Widerstreben kann jeder
Sind Namen Schall und Rauch? Es macht einen betroffen, dass man den Namen Aleksandra Zec weniger als Bürgerkriegsopfer denn als pars pro toto eines absurden und international kritisch kommentierten Prozesses in Erinnerung hat. Den aber lässt Frljić – Teil seines genialischen Theaterplans – völlig außen vor. Sein Skandal bleibt nahe bei einem 12-jährigen Mädchen. So nahe wie die vier Hasen (vier gleichaltrige Mädchen mit Hasenmützen), die zuletzt an Aleksandras Grab kommen, um sie zu befragen, ob es ihr denn recht sei, dass man ein Theaterstück über sie gemacht habe. Sie verneint sophistisch: "Jedes Mal, wenn jemand meinen Namen nennt, ist es, als würde man mir erneut in den Kopf schießen." Dann macht Aleksandra den Mädchen den Prozess oder versucht viel mehr, einen Prozess in Gang zu bringen. Sie fragt nach Name, Hobby, Alter – und ganz allmählich nach den Möglichkeiten, wie so etwas zu vermeiden sei. Nicht jeder taugt zum Helden. Aber nachfragen, benennen, widerstreben, nicht wegschauen kann jeder. Das ist ebenso rührend naiv wie eben auch wahr.

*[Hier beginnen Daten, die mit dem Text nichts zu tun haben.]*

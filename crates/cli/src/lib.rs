pub mod commands;

use clap::{Parser, Subcommand};
use std::process::ExitCode;

#[derive(Debug, Parser)]
#[command(
    name = "procura",
    about = "Procura operator CLI",
    long_about = "Apply migrations, inspect configuration, check readiness, and run reply scans.",
    after_help = "Examples:\n  procura doctor --json\n  procura config\n  procura scan --rfp <id>"
)]
pub struct Cli {
    #[command(subcommand)]
    command: Command,
}

#[derive(Debug, Subcommand)]
enum Command {
    #[command(about = "Apply pending database migrations and return structured status output")]
    Migrate,
    #[command(
        about = "Inspect effective configuration values with source attribution and redaction"
    )]
    Config,
    #[command(about = "Check config, extraction backend, mail transport, and database readiness")]
    Doctor {
        #[arg(long, help = "Emit machine-readable JSON output")]
        json: bool,
    },
    #[command(about = "Run one response-correlation pass for an RFP (suited to cron)")]
    Scan {
        #[arg(long = "rfp", value_name = "ID", help = "RFP whose replies should be collected")]
        rfp: String,
    },
}

pub fn run() -> ExitCode {
    let cli = Cli::parse();

    let result = match cli.command {
        Command::Migrate => commands::migrate::run(),
        Command::Config => commands::config::run(),
        Command::Doctor { json } => commands::doctor::run(json),
        Command::Scan { rfp } => commands::scan::run(&rfp),
    };

    println!("{}", result.output);
    ExitCode::from(result.exit_code)
}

Und damit, hohe Dramaturgie zum Auftakt eines Festival-Erstlings, schließt sich der Kreis des Eröffnungsabends von Intendant Tilman Gersch. Denn anderes hatte Publizistin Mely Kiyak in ihrer unprätentiösen und berührenden Eröffnungsrede auch nicht gesagt. In der Chemiestadt Ludwigshafen, wo Menschen aus 140 Nationen leben, hat die Suche nach einer "Offenen Welt" jetzt begonnen. Mit gut 40 Veranstaltungen zum Thema Fremdheit und Migration mit Blicken nach Serbien, Thailand, Kuba – oder auch in die Abgründe des Münchner NSU-Prozesses. Hinschauen hilft.

Aleksandra Zec
von Oliver Frljić
Regie, Musik: Oliver Frljić, Dramaturgie: Marin Blažević, Bühne: Ljerka Hribar, Kostüme: Sandra Dekanić.
Mit: Jelena Lopatić, Mirta Polanović, Tanja Smoje, Igor Kovač, Nikola Nedić , Jurica Marčec , Jana Mileusnić, Lucia Filičić, Nina Batinić,  Morana Mladić.
Dauer: eine Stunde, keine Pause

www.offenewelt.ludwigshafen.de
www.hkd-teatar.com

 

Kritikenrundschau

Oliver Frljic inszeniere sein Stück "mit einer emotionalenWucht, wie sie im deutschen Theater der Gegenwart ungewohnt ist", schreibt Hans-Ulrich Fechler in Die Rheinpfalz (28.2.2015). "Durch Blicke und direktes Ansprechen durch die Darsteller werden die Zuschauer in die Handlung hineingezogen, als wären sie Angeklagte vor einem Tribunal." Der Abend stelle die Todesangst einer Familie und ihre Ermordung nach mit Bildern, "wie sie das Fernsehen seinen Zuschauern nicht zumutet".

Kommentare  
Aleksandra Zec, Ludwigshafen: revisionistische Begrifflichkeit
"...kroatischen Unabhängigkeitskrieges... "
ich empfehle dem Autoren, derlei wertende und verklärende Begriffe in Anführungsstriche zu setzen, sollten sie dem Stück entnommen sein. Ist es hingegen seine persönliche Definition, dann bitte ich den zuständigen Editor hier einzugreifen, um revisionistische Begrifflichkeiten nicht salonfähig zu machen.